(Collected data entries)
impl Lexer {
    pub fn new(input: &str) -> Self {
        Lexer {
            input: input.chars().collect(),
            position: 0,
            line: 1,
            column: 1,
            token_start: Position {
                offset: 0,
                line: 1,
                column: 1,
            },
        }
    }

    /// Position where the most recently returned token starts.
    pub fn token_start(&self) -> Position {
        self.token_start
    }

    fn here(&self) -> Position {
        Position {
            offset: self.position,
            line: self.line,
            column: self.column,
        }
    }

    fn current_char(&self) -> Option<char> {
        self.input.get(self.position).copied()
    }

    fn peek_char(&self, offset: usize) -> Option<char> {
        self.input.get(self.position + offset).copied()
    }

    fn advance(&mut self) {
        if let Some(ch) = self.current_char() {
            if ch == '\n' {
                self.line += 1;
                self.column = 1;
            } else {
                self.column += 1;
            }
            self.position += 1;
        }
    }

    fn advance_by(&mut self, n: usize) {
        for _ in 0..n {
            self.advance();
        }
    }

    fn skip_whitespace_and_comments(&mut self) {
        while let Some(ch) = self.current_char() {
            if ch == '#' {
                while let Some(c) = self.current_char() {
                    if c == '\n' {
                        break;
                    }
                    self.advance();
                }
            } else if ch == '\\' && self.peek_char(1) == Some('\n') {
                // explicit line continuation
                self.advance_by(2);
            } else if ch.is_whitespace() {
                self.advance();
            } else {
                break;
            }
        }
    }

    fn read_identifier(&mut self) -> String {
        let mut result = String::new();
        while let Some(ch) = self.current_char() {
            if ch.is_alphanumeric() || ch == '_' {
                result.push(ch);
                self.advance();
            } else {
                break;
            }
        }
        result
    }

    fn read_string(&mut self, raw: bool) -> Result<String, LexError> {
        let start = self.here();
        let quote = match self.current_char() {
            Some(q) => q,
            None => return Err(LexError::UnterminatedString { position: start }),
        };
        let triple = self.peek_char(1) == Some(quote) && self.peek_char(2) == Some(quote);
        if triple {
            self.advance_by(3);
        } else {
            self.advance();
        }

        let mut result = String::new();
        while let Some(ch) = self.current_char() {
            if ch == quote
                && (!triple || (self.peek_char(1) == Some(quote) && self.peek_char(2) == Some(quote)))
            {
                self.advance_by(if triple { 3 } else { 1 });
                return Ok(result);
            }
            match ch {
                '\n' if !triple => break,
                '\\' if raw => {
                    // Raw strings keep the backslash, but it still protects the quote
                    result.push('\\');
                    self.advance();
                    if let Some(next) = self.current_char() {
                        result.push(next);
                        self.advance();
                    }
                }
                '\\' => {
                    self.advance();
                    self.read_escape(&mut result, start)?;
                }
                _ => {
                    result.push(ch);
                    self.advance();
                }
            }
        }

        Err(LexError::UnterminatedString { position: start })
    }

    fn read_escape(&mut self, out: &mut String, start: Position) -> Result<(), LexError> {
        let Some(ch) = self.current_char() else {
            return Err(LexError::UnterminatedString { position: start });
        };
        match ch {
            '\n' => {}
            'n' => out.push('\n'),
            't' => out.push('\t'),
            'r' => out.push('\r'),
            'a' => out.push('\u{07}'),
            'b' => out.push('\u{08}'),
            'f' => out.push('\u{0c}'),
            'v' => out.push('\u{0b}'),
            '\\' => out.push('\\'),
            '\'' => out.push('\''),
            '"' => out.push('"'),
            'x' | 'u' | 'U' => {
                let width = match ch {
                    'x' => 2,
                    'u' => 4,
                    _ => 8,
                };
                let digits: String = (1..=width).filter_map(|i| self.peek_char(i)).collect();
                let code = if digits.len() == width {
                    u32::from_str_radix(&digits, 16).ok()
                } else {
                    None
                };
                match code.and_then(char::from_u32) {
                    Some(c) => {
                        out.push(c);
                        self.advance_by(width);
                    }
                    None => {
                        return Err(LexError::Unsupported {
                            what: "malformed unicode escapes",
                            position: self.here(),
                        });
                    }
                }
            }
            '0'..='7' => {
                let mut code = 0u32;
                let mut taken = 0;
                while taken < 3
                    && let Some(d) = self.current_char().and_then(|c| c.to_digit(8))
                {
                    code = code * 8 + d;
                    taken += 1;
                    self.advance();
                }
                if let Some(c) = char::from_u32(code) {
                    out.push(c);
                }
                return Ok(());
            }
            // Unknown escapes are kept verbatim
            other => {
                out.push('\\');
                out.push(other);
            }
        }
        self.advance();
        Ok(())
    }

    fn read_digits(&mut self, text: &mut String, radix: u32) {
        while let Some(ch) = self.current_char() {
            if ch.is_digit(radix) {
                text.push(ch);
                self.advance();
            } else if ch == '_' && self.peek_char(1).is_some_and(|c| c.is_digit(radix)) {
                self.advance();
            } else {
                break;
            }
        }
    }

    fn read_number(&mut self) -> Result<Token, LexError> {
        let start = self.here();

        if self.current_char() == Some('0')
            && let Some(prefix) = self.peek_char(1)
        {
            let radix = match prefix {
                'x' | 'X' => Some(16),
                'o' | 'O' => Some(8),
                'b' | 'B' => Some(2),
                _ => None,
            };
            if let Some(radix) = radix {
                self.advance_by(2);
                if self.current_char() == Some('_') {
                    self.advance();
                }
                let mut digits = String::new();
                self.read_digits(&mut digits, radix);
                let literal = format!("0{}{}", prefix, digits);
                if digits.is_empty() || self.current_char().is_some_and(|c| c.is_alphanumeric()) {
                    return Err(LexError::InvalidNumber {
                        text: literal,
                        position: start,
                    });
                }
                return integer_token(&digits, radix, start);
            }
        }

        let mut number = String::new();
        let mut is_float = false;

        self.read_digits(&mut number, 10);

        if self.current_char() == Some('.') {
            is_float = true;
            number.push('.');
            self.advance();
            self.read_digits(&mut number, 10);
        }

        if matches!(self.current_char(), Some('e' | 'E')) {
            let sign_len = usize::from(matches!(self.peek_char(1), Some('+' | '-')));
            if self.peek_char(1 + sign_len).is_some_and(|c| c.is_ascii_digit()) {
                is_float = true;
                number.push('e');
                self.advance();
                if sign_len == 1
                    && let Some(sign) = self.current_char()
                {
                    number.push(sign);
                    self.advance();
                }
                self.read_digits(&mut number, 10);
            }
        }

        match self.current_char() {
            Some('j' | 'J') => {
                return Err(LexError::Unsupported {
                    what: "imaginary literals",
                    position: start,
                });
            }
            Some(ch) if ch.is_alphanumeric() || ch == '_' => {
                number.push(ch);
                return Err(LexError::InvalidNumber {
                    text: number,
                    position: start,
                });
            }
            _ => {}
        }

        if is_float {
            return number
                .parse::<f64>()
                .map(Token::Float)
                .map_err(|_| LexError::InvalidNumber {
                    text: number.clone(),
                    position: start,
                });
        }

        // "007" is rejected, "000" is fine
        if number.len() > 1 && number.starts_with('0') && number.chars().any(|c| c != '0') {
            return Err(LexError::InvalidNumber {
                text: number,
                position: start,
            });
        }

        integer_token(&number, 10, start)
    }

    /// Reads a string literal with an optional prefix (`r'..'`, `u'..'`).
    fn read_prefixed_string(&mut self, prefix: &str) -> Result<Token, LexError> {
        let start = self.here();
        let lower = prefix.to_ascii_lowercase();
        if lower.contains('b') {
            return Err(LexError::Unsupported {
                what: "bytes literals",
                position: start,
            });
        }
        if lower.contains('f') {
            return Err(LexError::Unsupported {
                what: "formatted string literals",
                position: start,
            });
        }
        self.advance_by(prefix.chars().count());
        self.read_string(lower.contains('r')).map(Token::String)
    }

    fn string_prefix_len(&self) -> Option<usize> {
        let mut len = 0;
        while len < 2
            && self
                .peek_char(len)
                .is_some_and(|c| matches!(c.to_ascii_lowercase(), 'r' | 'u' | 'b' | 'f'))
        {
            len += 1;
        }
        if len > 0 && matches!(self.peek_char(len), Some('\'' | '"')) {
            Some(len)
        } else {
            None
        }
    }

    fn single(&mut self, token: Token) -> Result<Token, LexError> {
        self.advance();
        Ok(token)
    }

    fn double(&mut self, token: Token) -> Result<Token, LexError> {
        self.advance_by(2);
        Ok(token)
    }

    pub fn next_token(&mut self) -> Result<Token, LexError> {
        self.skip_whitespace_and_comments();
        self.token_start = self.here();

        let Some(ch) = self.current_char() else {
            return Ok(Token::Eof);
        };
        let next = self.peek_char(1);

        match ch {
            '+' => self.single(Token::Plus),
            '-' => self.single(Token::Minus),
            '*' if next == Some('*') => self.double(Token::DoubleStar),
            '*' => self.single(Token::Star),
            '/' if next == Some('/') => self.double(Token::DoubleSlash),
            '/' => self.single(Token::Slash),
            '%' => self.single(Token::Percent),
            '@' => self.single(Token::At),
            '&' => self.single(Token::Ampersand),
            '|' => self.single(Token::Pipe),
            '^' => self.single(Token::Caret),
            '~' => self.single(Token::Tilde),
            '<' if next == Some('<') => self.double(Token::LeftShift),
            '<' if next == Some('=') => self.double(Token::LtEq),
            '<' => self.single(Token::Lt),
            '>' if next == Some('>') => self.double(Token::RightShift),
            '>' if next == Some('=') => self.double(Token::GtEq),
            '>' => self.single(Token::Gt),
            '=' if next == Some('=') => self.double(Token::EqEq),
            '=' => self.single(Token::Assign),
            '!' if next == Some('=') => self.double(Token::NotEq),
            '(' => self.single(Token::LParen),
            ')' => self.single(Token::RParen),
            '[' => self.single(Token::LBracket),
            ']' => self.single(Token::RBracket),
            '{' => self.single(Token::LBrace),
            '}' => self.single(Token::RBrace),
            ',' => self.single(Token::Comma),
            ':' => self.single(Token::Colon),
            '.' if next.is_some_and(|c| c.is_ascii_digit()) => self.read_number(),
            '.' => self.single(Token::Dot),
            '"' | '\'' => self.read_string(false).map(Token::String),
            c if c.is_ascii_digit() => self.read_number(),
            c if c.is_alphabetic() || c == '_' => {
                if let Some(len) = self.string_prefix_len() {
                    let prefix: String = (0..len).filter_map(|i| self.peek_char(i)).collect();
                    return self.read_prefixed_string(&prefix);
                }

                let ident = self.read_identifier();
                Ok(match ident.as_str() {
                    "and" => Token::And,
                    "or" => Token::Or,
                    "not" => Token::Not,
                    "in" => Token::In,
                    "is" => Token::Is,
                    "if" => Token::If,
                    "else" => Token::Else,
                    "for" => Token::For,
                    "lambda" => Token::Lambda,
                    "True" => Token::Boolean(true),
                    "False" => Token::Boolean(false),
                    "None" => Token::None,
                    _ => Token::Identifier(ident),
                })
            }
            other => Err(LexError::UnexpectedChar {
                ch: other,
                position: self.token_start,
            }),
        }
    }

    /// Splits the whole input into tokens, ending with `Token::Eof`.
    pub fn tokenize(mut self) -> Result<Vec<Token>, LexError> {
        let mut tokens = Vec::new();
        loop {
            let token = self.next_token()?;
            let done = token == Token::Eof;
            tokens.push(token);
            if done {
                return Ok(tokens);
            }
        }
    }
}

#### [Directions]
Where a line of the records has the string "usize", return that line.

#### [Exercise answer]
    fn peek_char(&self, offset: usize) -> Option<char> {
    fn advance_by(&mut self, n: usize) {
            let sign_len = usize::from(matches!(self.peek_char(1), Some('+' | '-')));
    fn string_prefix_len(&self) -> Option<usize> {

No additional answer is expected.